9:35 Assembling Short and Error-Prone DNA Reads: Does the Read Length Matter?
Mark Chaisson, Ph.D., Postdoctoral Scholar, Computer Science Engineering, University of California, San Diego
Current sequencing technologies attempt to maximize read length without sacrificing base calling accuracy. Since fragment assembly with inaccurate reads is difficult, the common practice is to trim the inaccurate tails of the reads. We present EULER-USR tool for assembling short reads that bypasses the problem of limited accuracy in the tails of reads. An important and counterintuitive implication of this result is that one may extend sequencing reactions “past their prime”’ to where the error rate grows above what is normally acceptable for fragment assembly. We compare EULER-USR with other short read assemblers and illustrate its applications for assembling mate-paired Illumina reads. We further use EULER-USR to study the question “Does the read length matter?” and to compute the “read length barrier”. We show that increasing the read length beyond the read length barrier does not improve the quality of assembly.
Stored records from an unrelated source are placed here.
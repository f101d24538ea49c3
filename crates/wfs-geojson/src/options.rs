//! Per-request encoding options.

use wfs_common::{AxisOrder, CrsDescriptor};

/// How the `id` member of each feature is produced.
#[derive(Debug, Clone, PartialEq, Eq, Default)]
pub enum IdPolicy {
    /// Emit the natural identifier, e.g. `PrimitiveGeoFeature.f001`.
    #[default]
    Natural,
    /// Omit `id` entirely.
    Suppress,
    /// Build `id` as `<value>-<localId>` from the named attribute, and drop
    /// that attribute from `properties`.
    ExposeAttribute(String),
}

/// Options consumed by the encoders for one request.
#[derive(Debug, Clone, PartialEq, Eq)]
pub struct EncodingOptions {
    pub id_policy: IdPolicy,
    /// Emit per-feature `bbox` members and the collection `bbox`.
    pub feature_bounding: bool,
    /// Wrap the document in `callback(...)`.
    pub callback: Option<String>,
    /// Legacy CRS handling: `EPSG:<code>` names and coordinates written in
    /// storage order.
    pub legacy_crs: bool,
}

impl Default for EncodingOptions {
    fn default() -> Self {
        Self {
            id_policy: IdPolicy::Natural,
            feature_bounding: true,
            callback: None,
            legacy_crs: false,
        }
    }
}

impl EncodingOptions {
    pub fn with_id_policy(mut self, id_policy: IdPolicy) -> Self {
        self.id_policy = id_policy;
        self
    }

    pub fn with_feature_bounding(mut self, enabled: bool) -> Self {
        self.feature_bounding = enabled;
        self
    }

    pub fn with_callback(mut self, callback: impl Into<String>) -> Self {
        self.callback = Some(callback.into());
        self
    }

    pub fn with_legacy_crs(mut self, legacy: bool) -> Self {
        self.legacy_crs = legacy;
        self
    }

    /// Axis order used to map coordinates of a layer in `crs` to output order.
    pub fn output_axis_order(&self, crs: Option<CrsDescriptor>) -> AxisOrder {
        match crs {
            Some(crs) if !self.legacy_crs => crs.axis_order(),
            _ => AxisOrder::LonLat,
        }
    }

    /// The `crs.properties.name` value written for `crs`.
    pub fn crs_name(&self, crs: &CrsDescriptor) -> String {
        if self.legacy_crs {
            crs.epsg_identifier()
        } else {
            crs.urn()
        }
    }
}

#[cfg(test)]
mod tests {
    use super::*;

    #[test]
    fn test_defaults() {
        let options = EncodingOptions::default();
        assert_eq!(options.id_policy, IdPolicy::Natural);
        assert!(options.feature_bounding);
        assert!(options.callback.is_none());
        assert!(!options.legacy_crs);
    }

    #[test]
    fn test_output_axis_order() {
        let lat_lon = CrsDescriptor::new(4326, AxisOrder::LatLon);
        let options = EncodingOptions::default();
        assert_eq!(options.output_axis_order(Some(lat_lon)), AxisOrder::LatLon);
        assert_eq!(options.output_axis_order(None), AxisOrder::LonLat);

        let legacy = options.with_legacy_crs(true);
        assert_eq!(legacy.output_axis_order(Some(lat_lon)), AxisOrder::LonLat);
    }

    #[test]
    fn test_crs_name() {
        let crs = CrsDescriptor::new(4326, AxisOrder::LatLon);
        assert_eq!(
            EncodingOptions::default().crs_name(&crs),
            "urn:ogc:def:crs:EPSG::4326"
        );
        assert_eq!(
            EncodingOptions::default().with_legacy_crs(true).crs_name(&crs),
            "EPSG:4326"
        );
    }
}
10:05 Estimation of Evolutionary Parameters, and Design of Association Studies Using Resequencing Data
Paul Marjoram, Ph.D., Assistant Professor, Preventative Medicine, Keck School of Medicine, University of Southern California
We will demonstrate how data from next-generation sequencing technologies can be used to estimate evolutionary parameters (mutation and recombination rates), despite the fact that the data does not necessarily provide complete sequence information. We will also present two refinements of our methods: one that is more robust to sequencing errors and another that can be used when no reference genome is available. Finally, we will discuss the implications of these technologies on the design of association studies, and how the power of such studies varies with differing levels of coverage.
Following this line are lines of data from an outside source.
//! Common test fixtures for wfs-geojson tests.
//!
//! Layers mirror the simple-features conformance data: each function returns
//! every feature of one layer, already tagged with the layer CRS.

use chrono::{NaiveDate, TimeZone, Utc};
use wfs_common::{crs::resolve, Coord, CrsDescriptor, Feature, Geometry};

/// Common CRS identifiers.
pub mod crs {
    /// WGS84 geographic, short form
    pub const EPSG_4326: &str = "EPSG:4326";

    /// WGS84 geographic, OGC URN form (lat/lon)
    pub const URN_4326: &str = "urn:ogc:def:crs:EPSG::4326";

    /// WGS84 3D
    pub const EPSG_4327: &str = "EPSG:4327";

    /// Web Mercator
    pub const EPSG_3857: &str = "EPSG:3857";
}

/// Layer type names.
pub mod layers {
    pub const PRIMITIVE_GEO_FEATURE: &str = "PrimitiveGeoFeature";
    pub const AGGREGATE_GEO_FEATURE: &str = "AggregateGeoFeature";
    pub const LINE_3D: &str = "Line3D";
    pub const POINT_LAT_LON: &str = "PointLatLon";
    pub const POINT_LON_LAT: &str = "PointLonLat";
    pub const MERCATOR_POINTS: &str = "MercatorPoints";
}

fn layer_crs(code: &str, force_lon_lat: bool) -> CrsDescriptor {
    resolve(code, force_lon_lat).expect("fixture CRS must resolve")
}

/// Five features with mixed geometry types and scalar attributes.
///
/// `f004` has a null default geometry. Names are Greek letters so that the
/// `name` attribute id policy yields `alpha-f001` and so on.
pub fn primitive_geo_features() -> Vec<Feature> {
    let crs = layer_crs(crs::EPSG_4326, true);
    let names = ["alpha", "beta", "gamma", "delta", "epsilon"];
    let surfaces = [
        Some(Geometry::point(-59.0, 20.0)),
        Some(Geometry::line_string(vec![
            Coord::xy(-59.0, 20.0),
            Coord::xy(-58.0, 21.0),
        ])),
        Some(Geometry::polygon(vec![vec![
            Coord::xy(-30.0, 10.0),
            Coord::xy(-25.0, 10.0),
            Coord::xy(-25.0, 15.0),
            Coord::xy(-30.0, 10.0),
        ]])),
        None,
        Some(Geometry::point(7.5, 46.25)),
    ];

    names
        .iter()
        .zip(surfaces)
        .enumerate()
        .map(|(i, (name, surface))| {
            let n = i + 1;
            Feature::new(format!("{}.f00{}", layers::PRIMITIVE_GEO_FEATURE, n))
                .with_crs(crs)
                .with_attribute("description", format!("description-f00{}", n))
                .with_attribute("name", *name)
                .with_geometry("surfaceProperty", surface)
                .with_attribute("pointProperty", Geometry::point(-29.5, 12.5 + i as f64))
                .with_attribute("intProperty", 150 + n as i64)
                .with_attribute("measurand", (n != 3).then(|| 12.5 * n as f64))
                .with_attribute(
                    "dateTimeProperty",
                    Utc.with_ymd_and_hms(2007, 9, n as u32, 13, 30, 0)
                        .single()
                        .expect("valid fixture timestamp"),
                )
                .with_attribute(
                    "dateProperty",
                    NaiveDate::from_ymd_opt(2007, 9, n as u32).expect("valid fixture date"),
                )
        })
        .collect()
}

/// Three multi-curve features. The first coordinate of the first is `55.174`.
pub fn aggregate_geo_features() -> Vec<Feature> {
    let crs = layer_crs(crs::EPSG_4326, true);
    let curves = [
        vec![
            vec![Coord::xy(55.174, -1.5), Coord::xy(52.17, -1.2)],
            vec![Coord::xy(55.7, -1.8), Coord::xy(55.1, -1.0)],
        ],
        vec![vec![Coord::xy(40.0, 10.0), Coord::xy(41.0, 11.0)]],
        vec![vec![Coord::xy(-12.0, 8.0), Coord::xy(-10.5, 9.25)]],
    ];

    curves
        .into_iter()
        .enumerate()
        .map(|(i, lines)| {
            Feature::new(format!("{}.f00{}", layers::AGGREGATE_GEO_FEATURE, i + 5))
                .with_crs(crs)
                .with_attribute("description", format!("aggregate {}", i + 1))
                .with_attribute("name", format!("agg-{}", i + 1))
                .with_geometry("multiCurveProperty", Some(Geometry::multi_line_string(lines)))
                .with_attribute("doubleProperty", 2012.78 + i as f64)
        })
        .collect()
}

/// One 3D line in EPSG:4327, stored lon/lat: `(0 0 50, 120 0 100)`.
pub fn line_3d() -> Vec<Feature> {
    vec![Feature::new(format!("{}.1", layers::LINE_3D))
        .with_crs(layer_crs(crs::EPSG_4327, true))
        .with_attribute("name", "line3d")
        .with_geometry(
            "the_geom",
            Some(Geometry::line_string(vec![
                Coord::xyz(0.0, 0.0, 50.0),
                Coord::xyz(120.0, 0.0, 100.0),
            ])),
        )]
}

/// Three points in a lat/lon layer, stored latitude first.
///
/// In output order they are `(120 0)`, `(-170 45)` and `(60 -30)`.
pub fn point_lat_lon() -> Vec<Feature> {
    points(
        layers::POINT_LAT_LON,
        layer_crs(crs::URN_4326, false),
        &[(0.0, 120.0), (45.0, -170.0), (-30.0, 60.0)],
    )
}

/// The points of [`point_lat_lon`] in a layer stored longitude first.
pub fn point_lon_lat() -> Vec<Feature> {
    points(
        layers::POINT_LON_LAT,
        layer_crs(crs::EPSG_4326, true),
        &[(120.0, 0.0), (-170.0, 45.0), (60.0, -30.0)],
    )
}

/// Two projected points in Web Mercator.
pub fn mercator_points() -> Vec<Feature> {
    points(
        layers::MERCATOR_POINTS,
        layer_crs(crs::EPSG_3857, false),
        &[(1_113_194.9, 6_446_275.8), (-8_238_310.2, 4_970_071.6)],
    )
}

fn points(type_name: &str, crs: CrsDescriptor, stored: &[(f64, f64)]) -> Vec<Feature> {
    stored
        .iter()
        .enumerate()
        .map(|(i, &(x, y))| {
            Feature::new(format!("{}.{}", type_name, i + 1))
                .with_crs(crs)
                .with_attribute("name", format!("point {}", i + 1))
                .with_geometry("geom", Some(Geometry::point(x, y)))
        })
        .collect()
}

#[cfg(test)]
mod tests {
    use super::*;
    use wfs_common::AxisOrder;

    #[test]
    fn test_layer_sizes() {
        assert_eq!(primitive_geo_features().len(), 5);
        assert_eq!(aggregate_geo_features().len(), 3);
        assert_eq!(line_3d().len(), 1);
        assert_eq!(point_lat_lon().len(), 3);
        assert_eq!(point_lon_lat().len(), 3);
    }

    #[test]
    fn test_layer_axis_orders() {
        assert_eq!(point_lat_lon()[0].crs().map(|c| c.axis_order()), Some(AxisOrder::LatLon));
        assert_eq!(point_lon_lat()[0].crs().map(|c| c.axis_order()), Some(AxisOrder::LonLat));
        assert_eq!(line_3d()[0].crs().map(|c| c.epsg_code()), Some(4327));
    }

    #[test]
    fn test_primitive_geometry_name() {
        let features = primitive_geo_features();
        assert_eq!(features[0].geometry_name(), Some("surfaceProperty"));
        assert!(features[3].geometry().is_none());
    }
}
10:35 Refreshment Break and Poster Viewing
11:00 Poster Awards Sponsored by 
11:10 Next-Generation Sequencing of Humans
Pauline Ng, Ph.D., Senior Scientist, Genomic Medicine, J. Craig Venter Institute
We are now in an exciting era where individual human genomes and large genomic regions from human populations can be sequenced. This has been made possible by next-generation sequencing technologies such as Roche 454, ABI SOLiD, and Illumina GA. We have applied NGS technologies to an individual human genome and to population-based sequencing. We discuss the performance of these technologies and how this has improved our understanding of what it will take to achieve a $1,000 genome.
11:30 End-User Presentation: Next-Gen Sequence Data Analysis Reveals Grapevine Virus
Maher Al Rwahnih, Ph.D., Department of Plant Pathology/FPS, University of California
The informatics infrastructure needed for aligning and annotating next-generation reads against reference sequence data presents a daunting challenge for researchers. Plant pathologists at the University of California, Davis are facing a novel grapevine disease that they suspected may be caused by a previously uncharacterized RNA virus. They sampled and sequenced the overall RNA content of the cells of both diseased and apparently healthy grapevines to generate about 400,000 reads with an average length of about 200 nucleotides. Pairwise comparisons would create tens of trillions of alignments, taking weeks on a typical computer, creating an intractable situation.
This case study will demonstrate how these UC Davis researchers overcame computational and analysis limitations to annotate, assemble, and contig the next-gen reads and ultimately identify a new virus, using On-Demand Informatics that minimized cost and delivered timely results.
12:00 Close of Morning Session
12:15 Luncheon Presentation Sponsored by 
Targeted Resequencing by Agilent in-Solution Genome Partitioning in Combination with the Illumina Genome Analyzer Sequencing Platform
Lira Mamanova, Ph.D., Sequencing Technology Development Group, Wellcome Trust Sanger Institute
Next-generation DNA sequencing technologies have greatly increased the throughput of DNA sequencing and have drastically reduced the cost. In spite of this, however, it is still not feasible to perform whole genome sequencing of large numbers of samples, and so it is desirable to be able to isolate specific regions of interest prior to sequencing. Several approaches to sequence capture are available to enrich the specific genomic fragments for targeted resequencing. Here we present an evaluation of the Agilent SureSelect™ Target Enrichment System, where specific regions of a genome are selected by hybridization to biotinylated RNA-oligonucleotides in solution, in combination with the Illumina Genome Analyzer sequencing platform.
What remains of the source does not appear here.